Where does VyOS look to get the MAC? At least with r8169, there appears to be no way to pull the original mac after the interface is bonded or the mac is changed.

Made this temp fix so the router boots correctly.
vyos-preconfig-bootup.script:
sed -i.bak '/00:e0:4c:68:0a/d' /config/config.boot

Details

Difficulty level
Hard (possibly days)
Version
1.2.0-rolling+201808021639
Why the issue appeared?
Will be filled on close
Is it a breaking change?
Unspecified (possibly destroys the router)

Event Timeline

mb300sd created this task.Aug 7 2018, 2:48 PM
syncer triaged this task as Low priority.Sep 1 2018, 2:55 PM
pasik added a subscriber: pasik.Oct 1 2018, 9:51 AM
syncer assigned this task to hagbard.Feb 8 2019, 12:09 AM
syncer raised the priority of this task from Low to Normal.
hagbard changed the task status from Open to Confirmed.May 6 2019, 9:34 PM
hagbard changed the task status from Confirmed to On hold.Sep 4 2019, 10:26 PM

@mb300sd can you please test with the latest rolling image and see if the issue still exists?

@hagbard I no longer have the hardware the issue was found on, or anything else with identical interfaces to bond at the moment.

No worries, I checked it out, the issue still persists but is not easily fixable.

c-po added a subscriber: c-po.Sep 5 2019, 4:18 PM

As the bonding interface has been completely rewritten this should not be an issue as I do not touch underlaying interface MAC addresses

hagbard changed the task status from On hold to In progress.Sep 5 2019, 4:47 PM
hagbard set Is it a breaking change? to Unspecified (possibly destroys the router).

@c-po vyos config does touch it via a perl script.
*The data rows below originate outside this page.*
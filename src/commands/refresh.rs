//! # Refresh Command Implementation
//!
//! Builds every content provider named in the provider document and warms
//! its cache. A provider that cannot be built or refreshed is reported on
//! stderr (through the logger) and skipped; `--ignore-missing` silences
//! those reports. With `--models`, every API model in the feature dataset
//! is loaded as well.

use anyhow::{Context as _, Result};
use clap::Args;

use super::Context;

/// Build and warm every content provider
#[derive(Args, Debug)]
pub struct RefreshArgs {
    /// Do not report providers that fail to build or refresh
    #[arg(long)]
    pub ignore_missing: bool,

    /// Also load every API model named in the feature dataset
    #[arg(long)]
    pub models: bool,

    /// Prune models for this platform (with `--models`)
    #[arg(long, value_name = "PLATFORM", env = "DOCSERVE_PLATFORM")]
    pub platform: Option<String>,
}

/// Execute the `refresh` command.
pub fn execute(context: &Context, args: RefreshArgs) -> Result<()> {
    let refreshed = context
        .providers()
        .refresh(args.ignore_missing)
        .get()
        .context("Failed to refresh content providers")?;

    println!("Refreshed {} content provider(s)", refreshed.len());
    for name in &refreshed {
        println!("  {}", name);
    }

    if args.models {
        let models = context.api_models(args.platform.as_deref())?;
        let loaded = models.refresh().get().context("Failed to load API models")?;
        let found = loaded.iter().filter(|model| model.is_some()).count();
        println!("Loaded {} of {} API model(s)", found, loaded.len());
    }
    Ok(())
}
I have a patch ready today for it.

To reproduce:

set interfaces bonding bond0 address '10.100.100.1/24'
set interfaces bonding bond0 member interface 'eth2'
set interfaces bonding bond0 member interface 'eth0'
set interfaces bonding bond0 mode 'round-robin'

Save and reboot.

c-po added a comment.Sep 5 2019, 5:43 PM

Huh? Which perl script?

hagbard added a comment.EditedSep 5 2019, 6:13 PM
/opt/vyatta/sbin/vyatta-interfaces.pl

Has nothing to do with your rewrite, it is the legacy code which sets up the ethernet interfaces. Bond runs first, after that comes ethernet and changes the mac address of the bond member interface and that's the issue.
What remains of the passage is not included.